Always a pork products importer, New Zealand has upped its imports even more during the past two years to compensate for declining domestic production.

During the 1995/96 marketing year, the number of producers fell nearly one-third to 615, with some remaining farmers cutting production because of falling prices.

The overall effect is fewer pigs for New Zealand; this table shows the declining production:

 

Metric Tons
Produced

% Changed from
Year Before

1995 51,237 Peak Year
1996 49,911 -2.5
1997 47,908 -4
1998 44,9001 -6

1projected

The average cost of production in New Zealand is $1.70/kilogram of meat. With feed costs accounting for 75 percent of pig production costs, even the slightest increase in feedgrain prices directly affects the size and profitability of the domestic pig industry. To further control production costs, New Zealand's domestic herd is being shifted from the North Island to the South Island, where feedgrain is more abundant and cheaper.

Pork Industry Board Regulates Market

Membership on the New Zealand Pork Industry Board, established in 1982, is weighted toward pork producers. A Pork Industry Levy funds the Board, which provides the following services:

New Zealand's Import Market

New Zealand imported almost 10,000 tons of pork in marketing year 1997, valued at almost $21 million. Canada supplied 82 percent; Australia, 15 percent. The United States supplied only 60 tons, or less than 1 percent of the imports.

The import product mix is mostly frozen boneless pork cuts.
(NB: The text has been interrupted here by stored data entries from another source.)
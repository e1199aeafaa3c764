//! Marker index: one render-ready marker per discovered identity.

use std::collections::{HashMap, HashSet};

use landmap_topology::{IdentityKey, MapCoord};
use serde::Serialize;

use crate::claim::ClaimRecord;
use crate::profile::{IdentityEntry, ProfileMetadata};

/// A discovered identity, claimed or not.
#[derive(Debug, Clone, PartialEq, Eq, Serialize)]
#[serde(tag = "state", rename_all = "snake_case")]
pub enum Marker {
    Unclaimed {
        identity: IdentityKey,
        coord: MapCoord,
        metadata: Option<ProfileMetadata>,
    },
    Claimed {
        record: ClaimRecord,
        metadata: Option<ProfileMetadata>,
    },
}

impl Marker {
    /// Unclaimed marker for an identity.
    pub fn unclaimed(identity: IdentityKey, metadata: Option<ProfileMetadata>) -> Self {
        Marker::Unclaimed {
            identity,
            coord: identity.coord(),
            metadata,
        }
    }

    pub fn identity(&self) -> &IdentityKey {
        match self {
            Marker::Unclaimed { identity, .. } => identity,
            Marker::Claimed { record, .. } => &record.owner,
        }
    }

    pub fn coord(&self) -> MapCoord {
        match self {
            Marker::Unclaimed { coord, .. } => *coord,
            Marker::Claimed { record, .. } => record.coord,
        }
    }

    pub fn has_claimed(&self) -> bool {
        matches!(self, Marker::Claimed { .. })
    }

    pub fn metadata(&self) -> Option<&ProfileMetadata> {
        match self {
            Marker::Unclaimed { metadata, .. } | Marker::Claimed { metadata, .. } => metadata.as_ref(),
        }
    }

    pub fn record(&self) -> Option<&ClaimRecord> {
        match self {
            Marker::Claimed { record, .. } => Some(record),
            Marker::Unclaimed { .. } => None,
        }
    }

    /// Declared color of a claimed marker.
    pub fn color(&self) -> Option<&str> {
        self.record()
            .and_then(|r| r.color.as_deref())
            .filter(|c| !c.is_empty())
    }

    /// Label text: claim title, else profile name, else truncated key.
    pub fn label(&self) -> String {
        if let Some(title) = self.record().and_then(|r| r.title.as_deref()).filter(|t| !t.is_empty()) {
            return title.to_string();
        }
        if let Some(name) = self.metadata().and_then(ProfileMetadata::preferred_name) {
            return name.to_string();
        }
        self.identity().short()
    }
}

/// Merge the discovery list with decoded claims.
///
/// Output follows the order of `identities`. An identity with a claim gets
/// the claimed shape plus its discovery metadata. Repeated identities keep
/// their first position only. Claims whose owner was never discovered are
/// not surfaced.
pub fn merge(identities: &[IdentityEntry], claims: &[ClaimRecord]) -> Vec<Marker> {
    let by_owner: HashMap<&IdentityKey, &ClaimRecord> =
        claims.iter().map(|claim| (&claim.owner, claim)).collect();

    let mut seen = HashSet::with_capacity(identities.len());
    let mut markers = Vec::with_capacity(identities.len());

    for entry in identities {
        if !seen.insert(entry.identity) {
            continue;
        }
        let marker = match by_owner.get(&entry.identity) {
            Some(&claim) => Marker::Claimed {
                record: claim.clone(),
                metadata: entry.metadata.clone(),
            },
            None => Marker::unclaimed(entry.identity, entry.metadata.clone()),
        };
        markers.push(marker);
    }

    let dropped = by_owner.keys().filter(|owner| !seen.contains(**owner)).count();
    if dropped > 0 {
        tracing::debug!(dropped, "claims without a discovered identity were not surfaced");
    }

    markers
}

/// Ensure the signed-in identity is part of the discovery list.
///
/// When `current` is missing from `identities` it is prepended with no
/// metadata, so the current user always has a marker to center on.
pub fn with_current_identity(
    mut identities: Vec<IdentityEntry>,
    current: Option<&IdentityKey>,
) -> Vec<IdentityEntry> {
    if let Some(current) = current {
        if !identities.iter().any(|e| &e.identity == current) {
            identities.insert(0, IdentityEntry::new(*current));
        }
    }
    identities
}

/// Summary counts for a marker set.
#[derive(Debug, Clone, Copy, Default, PartialEq, Serialize)]
pub struct MarkerStats {
    pub total: usize,
    pub claimed: usize,
}

impl MarkerStats {
    pub fn from_markers(markers: &[Marker]) -> Self {
        Self {
            total: markers.len(),
            claimed: markers.iter().filter(|m| m.has_claimed()).count(),
        }
    }

    /// Percentage of identities that have claimed, 0 for an empty set.
    pub fn claim_rate(&self) -> f64 {
        if self.total == 0 {
            return 0.0;
        }
        self.claimed as f64 / self.total as f64 * 100.0
    }
}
Most of the product is processed further in New Zealand, and this trend is expected to continue as imports increase.

The normal tariff set for fresh, chilled or frozen cuts of pork is now 7.5 percent, but will drop to 6.5 percent on July 1, 1998, and to 5 percent on July 1, 1999. Australia and Canada, the current major supplying countries, pay no tariffs.
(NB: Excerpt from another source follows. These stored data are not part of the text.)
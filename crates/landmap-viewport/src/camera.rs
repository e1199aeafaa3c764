//! Pan/zoom camera over the world plane.
//!
//! The camera is a uniform scale plus translation:
//!
//! ```text
//! screen = world * zoom + offset
//! world  = (screen - offset) / zoom
//! ```
//!
//! `offset` is where world origin lands on screen. All sizes are CSS pixels;
//! device pixel scaling belongs to the drawing backend.

use glam::DVec2;
use serde::{Deserialize, Serialize};

/// Smallest zoom factor.
pub const MIN_ZOOM: f64 = 0.05;

/// Largest zoom factor.
pub const MAX_ZOOM: f64 = 5.0;

/// Zoom of a fresh camera, showing a wide slice of the plane.
pub const DEFAULT_ZOOM: f64 = 0.15;

/// Size of the viewport in CSS pixels.
#[derive(Debug, Clone, Copy, PartialEq, Default, Serialize, Deserialize)]
pub struct ViewportSize {
    pub width: f64,
    pub height: f64,
}

impl ViewportSize {
    /// Create a size. Negative or non-finite dimensions become zero.
    pub fn new(width: f64, height: f64) -> Self {
        let sanitize = |v: f64| if v.is_finite() && v > 0.0 { v } else { 0.0 };
        Self {
            width: sanitize(width),
            height: sanitize(height),
        }
    }

    /// Whether either dimension is zero.
    pub fn is_empty(&self) -> bool {
        self.width <= 0.0 || self.height <= 0.0
    }

    /// Screen-space center.
    pub fn center(&self) -> DVec2 {
        DVec2::new(self.width / 2.0, self.height / 2.0)
    }
}

/// Camera state: zoom in `[MIN_ZOOM, MAX_ZOOM]` and pan offset.
#[derive(Debug, Clone, Copy, PartialEq, Serialize, Deserialize)]
pub struct Camera {
    zoom: f64,
    offset: DVec2,
}

impl Default for Camera {
    fn default() -> Self {
        Self {
            zoom: DEFAULT_ZOOM,
            offset: DVec2::ZERO,
        }
    }
}

impl Camera {
    /// Create a camera. Zoom is clamped; non-finite values fall back to defaults.
    pub fn new(zoom: f64, offset: DVec2) -> Self {
        let zoom = if zoom.is_finite() {
            zoom.clamp(MIN_ZOOM, MAX_ZOOM)
        } else {
            DEFAULT_ZOOM
        };
        let offset = if offset.is_finite() { offset } else { DVec2::ZERO };
        Self { zoom, offset }
    }

    pub fn zoom(&self) -> f64 {
        self.zoom
    }

    /// Screen position of world origin.
    pub fn offset(&self) -> DVec2 {
        self.offset
    }

    pub fn world_to_screen(&self, world: DVec2) -> DVec2 {
        world * self.zoom + self.offset
    }

    pub fn screen_to_world(&self, screen: DVec2) -> DVec2 {
        (screen - self.offset) / self.zoom
    }

    /// Shift the view by a screen-space delta.
    pub fn pan_by(&mut self, delta: DVec2) -> bool {
        if !delta.is_finite() || delta == DVec2::ZERO {
            return false;
        }
        self.offset += delta;
        true
    }

    /// Scale by `factor` keeping the world point under `anchor` fixed.
    ///
    /// The new zoom is clamped. Returns `false` (and changes nothing) when
    /// the factor is not a positive finite number or clamping leaves the
    /// zoom where it was.
    pub fn zoom_at(&mut self, factor: f64, anchor: DVec2) -> bool {
        if !factor.is_finite() || factor <= 0.0 || !anchor.is_finite() {
            return false;
        }
        let next = (self.zoom * factor).clamp(MIN_ZOOM, MAX_ZOOM);
        if next == self.zoom {
            return false;
        }

        let world = self.screen_to_world(anchor);
        self.offset = anchor - world * next;
        self.zoom = next;
        true
    }

    /// Put `world` at the center of a viewport of `size`.
    pub fn center_on(&mut self, world: DVec2, size: ViewportSize) -> bool {
        if size.is_empty() || !world.is_finite() {
            return false;
        }
        self.offset = size.center() - world * self.zoom;
        true
    }

    /// World-space rectangle visible in a viewport of `size`, as (min, max).
    pub fn visible_world(&self, size: ViewportSize) -> (DVec2, DVec2) {
        let min = self.screen_to_world(DVec2::ZERO);
        let max = self.screen_to_world(DVec2::new(size.width, size.height));
        (min, max)
    }
}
Tariffs on prepared or preserved pigmeat, such as canned ham and other cuts, that now range between 2.5 percent and 8.5 percent will fall to 0 to 5 percent by 2000.

Entry Requirements

New Zealand maintains an Import Health Standard for the importation of frozen pork from the United States. Every consignment must be accompanied by a standard declaration attesting that the pork originated in either the United States or Canada, are frozen to -18 degrees Celsius, and comply with all New Zealand import requirements. Health certification from an official government veterinary officer is also required.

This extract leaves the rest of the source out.